Eric Toussaint interviewé par le CADTM

mardi 6 septembre 2011   |   Eric Toussaint
Lecture .

Dans cet entretien qu’il donne au Comité pour l’annulation de la dette du tiers-monde (CADTM) , Eric Toussaint (président du Cadtm Belgique et membre de la Commission présidentielle d’audit intégral de la dette de l’Equateur) livre une analyse pointue, pédagogique et très documentée de la situation économique des pays membres de la zone euro face à la crise de la dette souveraine. Il montre notamment comment les banques et les investisseurs institutionnels ( assurances, fonds de pension, etc.) ont, depuis la crise financière de 2008 et le renflouement du secteur bancaire par les Etats, largement contribué à jeter la Grèce dans le piège de l’endettement insoutenable. Et ce, pour de pures raisons spéculatives.

De même, il décortique comment la Banque centrale européenne (BCE) se met au service des intérêts des banques privées en rachetant les titres des Etats en difficulté, non pas à ces derniers, mais à ces mêmes banques privées sur le marché secondaire.
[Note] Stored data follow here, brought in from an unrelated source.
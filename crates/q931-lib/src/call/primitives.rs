//! Requests and responses from the application

use q931_core::{Direction, IeParseErr};
use q931_ies::Ie;
use q931_ies::enums::call_state_value::CallStateValue::{self, *};
use q931_ies::enums::cause_value::CauseValue;
use q931_ies::enums::ie_id::IeId;
use q931_ies::enums::message_type::MessageType;
use q931_ies::ies::{ChannelIdentification, DateTime};
use q931_ies::message::Ies;

use crate::Q931Lib;
use crate::call::{CallId, CallTimer};
use crate::channel::channel_alloc;
use crate::chanset::Chanset;
use crate::error::{Q931Error, Result};
use crate::intf::ParkedCall;
use crate::q931::TimerKey;
use crate::transport::IntfId;

impl Q931Lib {
    /// Reject a primitive that is not allowed in the current state. Nothing is sent.
    fn check_state(&self, call: CallId, allowed: &[CallStateValue]) -> Result<()> {
        let c = self.get_call(call)?;
        if allowed.contains(&c.state) {
            Ok(())
        } else {
            tracing::warn!(intf = %c.intf_name, callref = %c.tx_callref(), "primitive not allowed in {}", c.state);
            Err(Q931Error::incompatible(c.state))
        }
    }

    /// Reject a primitive reserved to one side of the interface
    fn check_role(&self, call: CallId, nt: bool) -> Result<()> {
        if self.call_role(call)?.is_nt() == nt { Ok(()) } else { Err(Q931Error::incompatible(self.get_call(call)?.state)) }
    }

    /// Allocate a call reference for a new outgoing call on `intf`
    fn take_call_reference(&mut self, intf: IntfId) -> Result<u16> {
        let calls = &self.calls;
        let i = self.intfs.get_mut(&intf).ok_or(Q931Error::UnknownInterface(intf))?;
        i.take_call_reference(|v| calls.values().any(|c| c.intf == intf && c.direction == Direction::Outbound && c.callref == v))
            .ok_or(Q931Error::NoCallReference)
    }

    /// Start an outgoing call: pick a call reference and a channel, send SETUP
    pub fn setup_request(&mut self, intf: IntfId, mut ies: Ies) -> Result<CallId> {
        if ies.bearer_capability().is_none() {
            return Err(Q931Error::Encode(IeParseErr::Inconsistency {
                field: "bearer_capability",
                reason: "mandatory in SETUP",
            }));
        }
        let dlc = self.intf(intf)?.default_dlc();
        let callref = self.take_call_reference(intf)?;
        let call = self.new_call(intf, callref, Direction::Outbound, dlc)?;

        let requested = ies.channel_identification().cloned();
        let chanid = match self.assign_outgoing_channel(call, requested.as_ref()) {
            Ok(c) => c,
            Err(e) => {
                self.destroy_call(call);
                return Err(e);
            }
        };
        ies.remove_all(IeId::ChannelIdentification);
        ies.add(Ie::ChannelIdentification(chanid));

        if let Err(e) = self.call_send(call, MessageType::Setup, ies.clone()) {
            self.destroy_call(call);
            return Err(e);
        }
        self.get_call_mut(call)?.setup_ies = Some(ies);
        self.set_call_state(call, CallInitiated);
        self.start_call_timer(call, CallTimer::T303);
        if dlc.is_broadcast() {
            self.start_call_timer(call, CallTimer::T312);
        }
        Ok(call)
    }

    /// SETUP ACKNOWLEDGE: ask the caller for more digits
    pub fn more_info_request(&mut self, call: CallId, mut ies: Ies) -> Result<()> {
        self.check_state(call, &[CallPresent])?;
        self.add_pending_chanid(call, &mut ies);
        self.call_send(call, MessageType::SetupAcknowledge, ies)?;
        self.start_call_timer(call, CallTimer::T302);
        self.set_call_state(call, OverlapReceiving);
        Ok(())
    }

    pub fn proceeding_request(&mut self, call: CallId, mut ies: Ies) -> Result<()> {
        self.check_state(call, &[CallPresent, OverlapReceiving])?;
        self.add_pending_chanid(call, &mut ies);
        self.call_send(call, MessageType::CallProceeding, ies)?;
        self.stop_call_timer(call, CallTimer::T302);
        self.set_call_state(call, IncomingCallProceeding);
        Ok(())
    }

    pub fn alerting_request(&mut self, call: CallId, mut ies: Ies) -> Result<()> {
        self.check_state(call, &[CallPresent, OverlapReceiving, IncomingCallProceeding])?;
        self.add_pending_chanid(call, &mut ies);
        self.call_send(call, MessageType::Alerting, ies)?;
        self.stop_call_timer(call, CallTimer::T302);
        self.set_call_state(call, CallReceived);
        Ok(())
    }

    /// CONNECT: answer an incoming call
    pub fn setup_response(&mut self, call: CallId, mut ies: Ies) -> Result<()> {
        self.check_state(call, &[CallPresent, OverlapReceiving, IncomingCallProceeding, CallReceived])?;
        self.add_pending_chanid(call, &mut ies);
        let intf = self.get_call(call)?.intf;
        let (is_nt, send_date_time) = {
            let i = self.intf(intf)?;
            (i.is_nt(), i.config.send_date_time)
        };
        if send_date_time && ies.date_time().is_none() {
            ies.add(Ie::DateTime(DateTime::now()));
        }
        self.call_send(call, MessageType::Connect, ies)?;
        self.stop_call_timer(call, CallTimer::T302);
        if is_nt {
            self.set_call_state(call, Active);
            self.connect_channels(call);
        } else {
            self.start_call_timer(call, CallTimer::T313);
            self.set_call_state(call, ConnectRequest);
        }
        Ok(())
    }

    /// CONNECT ACKNOWLEDGE on an outgoing call answered by the user side
    pub fn setup_complete_request(&mut self, call: CallId, ies: Ies) -> Result<()> {
        self.check_state(call, &[ConnectRequest])?;
        self.check_role(call, true)?;
        self.call_send(call, MessageType::ConnectAcknowledge, ies)?;
        self.set_call_state(call, Active);
        self.connect_channels(call);
        Ok(())
    }

    pub fn disconnect_request(&mut self, call: CallId, ies: Ies) -> Result<()> {
        let c = self.get_call(call)?;
        if c.dlc.is_broadcast() && c.selected_ces.is_none() {
            return self.abandon_broadcast(call, ies);
        }
        self.check_state(
            call,
            &[
                CallInitiated,
                OverlapSending,
                OutgoingCallProceeding,
                CallDelivered,
                CallReceived,
                ConnectRequest,
                IncomingCallProceeding,
                Active,
                OverlapReceiving,
            ],
        )?;
        self.start_disconnect(call, ies)
    }

    pub fn release_request(&mut self, call: CallId, ies: Ies) -> Result<()> {
        let state = self.get_call(call)?.state;
        if matches!(state, Null | CallPresent | ReleaseRequest) {
            return self.check_state(call, &[]);
        }
        let ies = if state == DisconnectIndication {
            ies
        } else {
            let intf = self.get_call(call)?.intf;
            self.with_default_cause(intf, ies, CauseValue::NormalCallClearing)
        };
        self.start_release(call, ies)
    }

    /// RELEASE COMPLETE as the first answer to SETUP
    pub fn reject_request(&mut self, call: CallId, ies: Ies) -> Result<()> {
        self.check_state(call, &[CallPresent])?;
        let intf = self.get_call(call)?.intf;
        let ies = self.with_default_cause(intf, ies, CauseValue::CallRejected);
        let res = self.call_send(call, MessageType::ReleaseComplete, ies);
        self.destroy_call(call);
        res
    }

    pub fn info_request(&mut self, call: CallId, ies: Ies) -> Result<()> {
        self.check_state(
            call,
            &[
                OverlapSending,
                OverlapReceiving,
                OutgoingCallProceeding,
                IncomingCallProceeding,
                CallDelivered,
                CallReceived,
                ConnectRequest,
                Active,
            ],
        )?;
        self.call_send(call, MessageType::Information, ies)?;
        if self.get_call(call)?.state == OverlapSending {
            self.start_call_timer(call, CallTimer::T304);
        }
        Ok(())
    }

    pub fn notify_request(&mut self, call: CallId, ies: Ies) -> Result<()> {
        self.check_state(
            call,
            &[OutgoingCallProceeding, IncomingCallProceeding, CallDelivered, CallReceived, ConnectRequest, Active],
        )?;
        if ies.notification_indicator().is_none() {
            return Err(Q931Error::Encode(IeParseErr::Inconsistency {
                field: "notification_indicator",
                reason: "mandatory in NOTIFY",
            }));
        }
        self.call_send(call, MessageType::Notify, ies)
    }

    pub fn progress_request(&mut self, call: CallId, ies: Ies) -> Result<()> {
        self.check_state(call, &[OverlapReceiving, IncomingCallProceeding, CallReceived])?;
        if ies.progress_indicators().next().is_none() {
            return Err(Q931Error::Encode(IeParseErr::Inconsistency {
                field: "progress_indicator",
                reason: "mandatory in PROGRESS",
            }));
        }
        self.call_send(call, MessageType::Progress, ies)
    }

    pub fn facility_request(&mut self, call: CallId, ies: Ies) -> Result<()> {
        let state = self.get_call(call)?.state;
        if matches!(state, Null | CallPresent | ReleaseRequest) {
            return self.check_state(call, &[]);
        }
        self.call_send(call, MessageType::Facility, ies)
    }

    pub fn status_enquiry_request(&mut self, call: CallId, ies: Ies) -> Result<()> {
        if self.get_call(call)?.state == Null {
            return self.check_state(call, &[]);
        }
        self.status_enquiry(call, ies)
    }

    /// STATUS ENQUIRY supervised by T322; no-op while one is outstanding
    pub(crate) fn start_status_enquiry(&mut self, call: CallId) -> Result<()> {
        self.status_enquiry(call, Ies::new())
    }

    fn status_enquiry(&mut self, call: CallId, ies: Ies) -> Result<()> {
        if self.call_timer_pending(call, CallTimer::T322) {
            return Ok(());
        }
        self.call_send(call, MessageType::StatusEnquiry, ies)?;
        self.get_call_mut(call)?.t322_retries = 0;
        self.start_call_timer(call, CallTimer::T322);
        Ok(())
    }

    /// SUSPEND an active call, user side
    pub fn suspend_request(&mut self, call: CallId, ies: Ies) -> Result<()> {
        self.check_state(call, &[Active])?;
        self.check_role(call, false)?;
        let identity = ies.call_identity().map(|c| c.identity.clone()).unwrap_or_default();
        self.call_send(call, MessageType::Suspend, ies)?;
        self.get_call_mut(call)?.suspend_identity = identity;
        self.start_call_timer(call, CallTimer::T319);
        self.set_call_state(call, SuspendRequest);
        Ok(())
    }

    /// SUSPEND ACKNOWLEDGE, network side. The call is parked under its call identity for T307.
    pub fn suspend_response(&mut self, call: CallId, ies: Ies) -> Result<()> {
        self.check_state(call, &[SuspendRequest])?;
        self.check_role(call, true)?;
        self.call_send(call, MessageType::SuspendAcknowledge, ies)?;

        let c = self.get_call(call)?;
        let (intf, identity, channels) = (c.intf, c.suspend_identity.clone(), c.channels);
        self.disconnect_channels(call);
        let i = self.intf_mut(intf)?;
        tracing::info!(intf = %i.config.name, "parking call {} as {:02x?}", call, identity);
        i.parked.push(ParkedCall { call, identity, channels });
        let delta = i.config.timers.t307;
        let now = self.now();
        self.timers.start_delta(TimerKey::Parked { intf, call }, delta, now);
        self.destroy_call(call);
        Ok(())
    }

    pub fn suspend_reject_request(&mut self, call: CallId, ies: Ies) -> Result<()> {
        self.check_state(call, &[SuspendRequest])?;
        self.check_role(call, true)?;
        let intf = self.get_call(call)?.intf;
        let ies = self.with_default_cause(intf, ies, CauseValue::FacilityRejected);
        self.call_send(call, MessageType::SuspendReject, ies)?;
        self.set_call_state(call, Active);
        Ok(())
    }

    /// RESUME a suspended call, user side. `ies` names it with a Call identity.
    pub fn resume_request(&mut self, intf: IntfId, ies: Ies) -> Result<CallId> {
        let i = self.intf(intf)?;
        if i.is_nt() {
            return Err(Q931Error::incompatible(Null));
        }
        let dlc = i.default_dlc();
        let callref = self.take_call_reference(intf)?;
        let call = self.new_call(intf, callref, Direction::Outbound, dlc)?;
        if let Err(e) = self.call_send(call, MessageType::Resume, ies) {
            self.destroy_call(call);
            return Err(e);
        }
        self.start_call_timer(call, CallTimer::T318);
        self.set_call_state(call, ResumeRequest);
        Ok(call)
    }

    /// RESUME ACKNOWLEDGE, network side: bring the parked call back, on its old channel if that is still free
    pub fn resume_response(&mut self, call: CallId, mut ies: Ies) -> Result<()> {
        self.check_state(call, &[ResumeRequest])?;
        self.check_role(call, true)?;
        let c = self.get_call(call)?;
        let (intf, parked) = (c.intf, c.resumed_from);

        let i = self.intf_mut(intf)?;
        let chantype = i.channel_interface_type();
        let previous = i.parked.iter().find(|p| Some(p.call) == parked).map(|p| p.channels).unwrap_or_default();
        let chan = match previous.iter().find(|&ch| i.channels.iter().any(|c| c.id == ch && c.is_available())) {
            Some(ch) => {
                if let Some(channel) = i.channel_mut(ch) {
                    channel.select(call);
                }
                ch
            }
            None => channel_alloc(&mut i.channels, call).ok_or(Q931Error::NoChannelAvailable)?,
        };
        ies.remove_all(IeId::ChannelIdentification);
        ies.add(Ie::ChannelIdentification(ChannelIdentification::b_channel(chantype, chan, true)));
        if let Err(e) = self.call_send(call, MessageType::ResumeAcknowledge, ies) {
            if let Some(ch) = self.intf_mut(intf)?.channel_mut(chan) {
                ch.release();
            }
            return Err(e);
        }
        self.get_call_mut(call)?.channels = Chanset::single(chan);

        if let Some(parked) = parked {
            self.timers.stop(TimerKey::Parked { intf, call: parked });
            self.intf_mut(intf)?.parked.retain(|p| p.call != parked);
        }
        self.set_call_state(call, Active);
        self.connect_channels(call);
        Ok(())
    }

    pub fn resume_reject_request(&mut self, call: CallId, ies: Ies) -> Result<()> {
        self.check_state(call, &[ResumeRequest])?;
        self.check_role(call, true)?;
        let intf = self.get_call(call)?.intf;
        let ies = self.with_default_cause(intf, ies, CauseValue::SuspendedCallExistsButCallIdentityDoesNot);
        let res = self.call_send(call, MessageType::ResumeReject, ies);
        self.destroy_call(call);
        res
    }

    /// Caller gave up on a broadcast SETUP nobody answered yet: release the terminals that responded
    fn abandon_broadcast(&mut self, call: CallId, ies: Ies) -> Result<()> {
        let c = self.get_call(call)?;
        let intf = c.intf;
        let teis: Vec<u8> = c.ces.iter().filter(|x| x.is_responding()).map(|x| x.tei).collect();
        let cause = ies
            .cause()
            .and_then(|v| v.cause_value())
            .unwrap_or(CauseValue::NormalCallClearing);
        for tei in teis {
            if let Err(e) = self.release_ces(call, tei, cause) {
                tracing::warn!(intf = %self.intf_name(intf), "releasing CES tei {}: {}", tei, e);
            }
        }
        self.destroy_call(call);
        self.indicate(crate::ccb::Q931Indication::ReleaseConfirm { call, ies, timed_out: false });
        Ok(())
    }
}
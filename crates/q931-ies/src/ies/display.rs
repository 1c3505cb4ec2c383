use core::fmt;

use q931_core::{BitBuffer, IeParseErr};

use crate::fields::ia5;

/// Display information is limited to 82 IA5 characters
pub const DISPLAY_MAX_LEN: usize = 82;

/// Q.931 4.5.16 Display
#[derive(Debug, Clone, PartialEq, Eq)]
pub struct Display {
    pub text: String,
}

impl Display {
    pub fn new(text: &str) -> Self {
        Display { text: text.to_string() }
    }

    pub fn from_bitbuf(buffer: &mut BitBuffer) -> Result<Self, IeParseErr> {
        let len = buffer.get_len_remaining_octets();
        if len > DISPLAY_MAX_LEN {
            return Err(IeParseErr::InconsistentLength { expected: DISPLAY_MAX_LEN, found: len });
        }
        let text = ia5::read_ia5(buffer, "display")?;
        Ok(Display { text })
    }

    pub fn to_bitbuf(&self, buffer: &mut BitBuffer) -> Result<(), IeParseErr> {
        if self.text.len() > DISPLAY_MAX_LEN {
            return Err(IeParseErr::InconsistentLength { expected: DISPLAY_MAX_LEN, found: self.text.len() });
        }
        ia5::write_ia5(buffer, &self.text, "display")
    }
}

impl fmt::Display for Display {
    fn fmt(&self, f: &mut fmt::Formatter) -> fmt::Result {
        write!(f, "Display {{ text: {:?} }}", self.text)
    }
}
//! Single-octet elements. Type 1 elements carry an identifier in bits 7-5 and
//! contents in bits 4-1; type 2 elements are identified by the whole octet.

use core::fmt;

use q931_core::{BitBuffer, IeParseErr};

fn read_type1(buffer: &mut BitBuffer, expected_id: u64, field: &'static str) -> Result<u8, IeParseErr> {
    let id = buffer.read_field(4, field)?;
    if id != expected_id >> 4 {
        return Err(IeParseErr::InvalidElemId { found: id << 4 });
    }
    Ok(buffer.read_field(4, "contents")? as u8)
}

fn read_type2(buffer: &mut BitBuffer, expected_id: u64) -> Result<(), IeParseErr> {
    let id = buffer.read_field(8, "identifier")?;
    if id != expected_id {
        return Err(IeParseErr::InvalidElemId { found: id });
    }
    Ok(())
}

/// Q.931 4.5.3 / 4.5.4 Locking and non-locking shift
#[derive(Debug, Clone, Copy, PartialEq, Eq)]
pub struct Shift {
    pub locking: bool,
    /// 3 bits
    pub codeset: u8,
}

impl Shift {
    pub const ID: u64 = 0x90;

    pub fn from_bitbuf(buffer: &mut BitBuffer) -> Result<Self, IeParseErr> {
        let contents = read_type1(buffer, Self::ID, "shift")?;
        let locking = contents & 0x08 == 0;
        let codeset = contents & 0x07;
        if locking && codeset == 0 {
            // Locking shift to codeset 0 is reserved
            return Err(IeParseErr::InvalidValue { field: "codeset", value: 0 });
        }
        Ok(Shift { locking, codeset })
    }

    pub fn to_bitbuf(&self, buffer: &mut BitBuffer) -> Result<(), IeParseErr> {
        if self.codeset > 7 {
            return Err(IeParseErr::InvalidValue { field: "codeset", value: self.codeset as u64 });
        }
        buffer.write_bits(Self::ID >> 4, 4);
        buffer.write_bits((!self.locking) as u64, 1);
        buffer.write_bits(self.codeset as u64, 3);
        Ok(())
    }
}

impl fmt::Display for Shift {
    fn fmt(&self, f: &mut fmt::Formatter) -> fmt::Result {
        write!(f, "Shift {{ {} codeset: {} }}", if self.locking { "locking" } else { "non-locking" }, self.codeset)
    }
}

/// Q.931 4.5.14 Congestion level
#[derive(Debug, Clone, Copy, PartialEq, Eq)]
pub struct CongestionLevel {
    pub receiver_not_ready: bool,
}

impl CongestionLevel {
    pub const ID: u64 = 0xB0;

    pub fn from_bitbuf(buffer: &mut BitBuffer) -> Result<Self, IeParseErr> {
        match read_type1(buffer, Self::ID, "congestion_level")? {
            0x0 => Ok(CongestionLevel { receiver_not_ready: false }),
            0xF => Ok(CongestionLevel { receiver_not_ready: true }),
            v => Err(IeParseErr::InvalidValue { field: "congestion_level", value: v as u64 }),
        }
    }

    pub fn to_bitbuf(&self, buffer: &mut BitBuffer) -> Result<(), IeParseErr> {
        buffer.write_bits(Self::ID >> 4, 4);
        buffer.write_bits(if self.receiver_not_ready { 0xF } else { 0x0 }, 4);
        Ok(())
    }
}

impl fmt::Display for CongestionLevel {
    fn fmt(&self, f: &mut fmt::Formatter) -> fmt::Result {
        write!(f, "CongestionLevel {{ receiver_not_ready: {} }}", self.receiver_not_ready)
    }
}

/// Q.931 4.5.24 Repeat indicator
/// Precedes a repeated element and tells how the repetitions are to be interpreted.
#[derive(Debug, Clone, Copy, PartialEq, Eq)]
pub struct RepeatIndicator {
    /// 4 bits, 2 = prioritized list for selecting one possibility
    pub value: u8,
}

impl RepeatIndicator {
    pub const ID: u64 = 0xD0;
    pub const PRIORITIZED_LIST: u8 = 0x2;

    pub fn from_bitbuf(buffer: &mut BitBuffer) -> Result<Self, IeParseErr> {
        let value = read_type1(buffer, Self::ID, "repeat_indicator")?;
        Ok(RepeatIndicator { value })
    }

    pub fn to_bitbuf(&self, buffer: &mut BitBuffer) -> Result<(), IeParseErr> {
        buffer.write_bits(Self::ID >> 4, 4);
        buffer.write_bits(self.value as u64 & 0x0F, 4);
        Ok(())
    }
}

impl fmt::Display for RepeatIndicator {
    fn fmt(&self, f: &mut fmt::Formatter) -> fmt::Result {
        write!(f, "RepeatIndicator {{ value: {} }}", self.value)
    }
}

/// Q.931 4.5.20 More data
#[derive(Debug, Clone, Copy, PartialEq, Eq)]
pub struct MoreData;

impl MoreData {
    pub const ID: u64 = 0xA0;

    pub fn from_bitbuf(buffer: &mut BitBuffer) -> Result<Self, IeParseErr> {
        read_type2(buffer, Self::ID)?;
        Ok(MoreData)
    }

    pub fn to_bitbuf(&self, buffer: &mut BitBuffer) -> Result<(), IeParseErr> {
        buffer.write_bits(Self::ID, 8);
        Ok(())
    }
}

impl fmt::Display for MoreData {
    fn fmt(&self, f: &mut fmt::Formatter) -> fmt::Result {
        write!(f, "MoreData")
    }
}

/// Q.931 4.5.27 Sending complete
#[derive(Debug, Clone, Copy, PartialEq, Eq)]
pub struct SendingComplete;

impl SendingComplete {
    pub const ID: u64 = 0xA1;

    pub fn from_bitbuf(buffer: &mut BitBuffer) -> Result<Self, IeParseErr> {
        read_type2(buffer, Self::ID)?;
        Ok(SendingComplete)
    }

    pub fn to_bitbuf(&self, buffer: &mut BitBuffer) -> Result<(), IeParseErr> {
        buffer.write_bits(Self::ID, 8);
        Ok(())
    }
}

impl fmt::Display for SendingComplete {
    fn fmt(&self, f: &mut fmt::Formatter) -> fmt::Result {
        write!(f, "SendingComplete")
    }
}

#[cfg(test)]
mod tests {
    use super::*;

    #[test]
    fn test_shift() {
        let mut buf = BitBuffer::from_bytes(&[0x9D]);
        assert_eq!(Shift::from_bitbuf(&mut buf).unwrap(), Shift { locking: false, codeset: 5 });
        let mut buf = BitBuffer::from_bytes(&[0x96]);
        assert_eq!(Shift::from_bitbuf(&mut buf).unwrap(), Shift { locking: true, codeset: 6 });
        let mut buf = BitBuffer::from_bytes(&[0x90]);
        assert!(Shift::from_bitbuf(&mut buf).is_err());
    }

    #[test]
    fn test_type2() {
        let mut buf = BitBuffer::from_bytes(&[0xA1]);
        assert_eq!(SendingComplete::from_bitbuf(&mut buf), Ok(SendingComplete));
        let mut buf = BitBuffer::from_bytes(&[0xA1]);
        assert_eq!(MoreData::from_bitbuf(&mut buf), Err(IeParseErr::InvalidElemId { found: 0xA1 }));

        let mut out = BitBuffer::new_autoexpand(8);
        CongestionLevel { receiver_not_ready: true }.to_bitbuf(&mut out).unwrap();
        assert_eq!(out.into_bytes(), vec![0xBF]);
    }
}
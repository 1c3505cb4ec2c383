/// Q.931 4.5.5 User information layer 2 protocol
/// Bits: 5
#[derive(Debug, Clone, Copy, PartialEq, Eq, Hash)]
#[repr(u8)]
pub enum UserInfoLayer2 {
    Q921 = 2,
    X25Link = 6,
    X25Multilink = 7,
    ExtendedLapb = 8,
    HdlcArm = 9,
    HdlcNrm = 10,
    HdlcAbm = 11,
    LanLlc = 12,
    X75Slp = 13,
    Q922 = 14,
    UserSpecified = 16,
    Iso7776 = 17,
}

impl std::convert::TryFrom<u64> for UserInfoLayer2 {
    type Error = ();
    fn try_from(x: u64) -> Result<Self, Self::Error> {
        match x {
            2 => Ok(UserInfoLayer2::Q921),
            6 => Ok(UserInfoLayer2::X25Link),
            7 => Ok(UserInfoLayer2::X25Multilink),
            8 => Ok(UserInfoLayer2::ExtendedLapb),
            9 => Ok(UserInfoLayer2::HdlcArm),
            10 => Ok(UserInfoLayer2::HdlcNrm),
            11 => Ok(UserInfoLayer2::HdlcAbm),
            12 => Ok(UserInfoLayer2::LanLlc),
            13 => Ok(UserInfoLayer2::X75Slp),
            14 => Ok(UserInfoLayer2::Q922),
            16 => Ok(UserInfoLayer2::UserSpecified),
            17 => Ok(UserInfoLayer2::Iso7776),
            _ => Err(()),
        }
    }
}

impl UserInfoLayer2 {
    /// Convert this enum back into the raw integer value
    pub fn into_raw(self) -> u64 {
        match self {
            UserInfoLayer2::Q921 => 2,
            UserInfoLayer2::X25Link => 6,
            UserInfoLayer2::X25Multilink => 7,
            UserInfoLayer2::ExtendedLapb => 8,
            UserInfoLayer2::HdlcArm => 9,
            UserInfoLayer2::HdlcNrm => 10,
            UserInfoLayer2::HdlcAbm => 11,
            UserInfoLayer2::LanLlc => 12,
            UserInfoLayer2::X75Slp => 13,
            UserInfoLayer2::Q922 => 14,
            UserInfoLayer2::UserSpecified => 16,
            UserInfoLayer2::Iso7776 => 17,
        }
    }
}

impl From<UserInfoLayer2> for u64 {
    fn from(e: UserInfoLayer2) -> Self {
        e.into_raw()
    }
}

impl core::fmt::Display for UserInfoLayer2 {
    fn fmt(&self, f: &mut core::fmt::Formatter<'_>) -> core::fmt::Result {
        match self {
            UserInfoLayer2::Q921 => write!(f, "Q921"),
            UserInfoLayer2::X25Link => write!(f, "X25Link"),
            UserInfoLayer2::X25Multilink => write!(f, "X25Multilink"),
            UserInfoLayer2::ExtendedLapb => write!(f, "ExtendedLapb"),
            UserInfoLayer2::HdlcArm => write!(f, "HdlcArm"),
            UserInfoLayer2::HdlcNrm => write!(f, "HdlcNrm"),
            UserInfoLayer2::HdlcAbm => write!(f, "HdlcAbm"),
            UserInfoLayer2::LanLlc => write!(f, "LanLlc"),
            UserInfoLayer2::X75Slp => write!(f, "X75Slp"),
            UserInfoLayer2::Q922 => write!(f, "Q922"),
            UserInfoLayer2::UserSpecified => write!(f, "UserSpecified"),
            UserInfoLayer2::Iso7776 => write!(f, "Iso7776"),
        }
    }
}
L’auteur rappelle également pourquoi la BCE n’achète pas directement aux Etats. Ces derniers ont choisi de réserver au secteur privé le monopole de l’octroi de crédits au secteur public.

Pour Eric Toussaint, la Grèce et les autres pays européens sont confrontés à un choix entre deux options alors que la crise est loin d’être terminée et qu’elle ne se limite pas au problème de la dette publique (celui des dettes privées, peu abordé par les médias et les gouvernements, est encore plus grave) :

  • se résigner aux diktats de la BCE, de la Commission européenne et du FMI
  • refuser la dictature des marchés en suspendant le paiement et en lançant un audit afin de répudier la part illégitime de la dette.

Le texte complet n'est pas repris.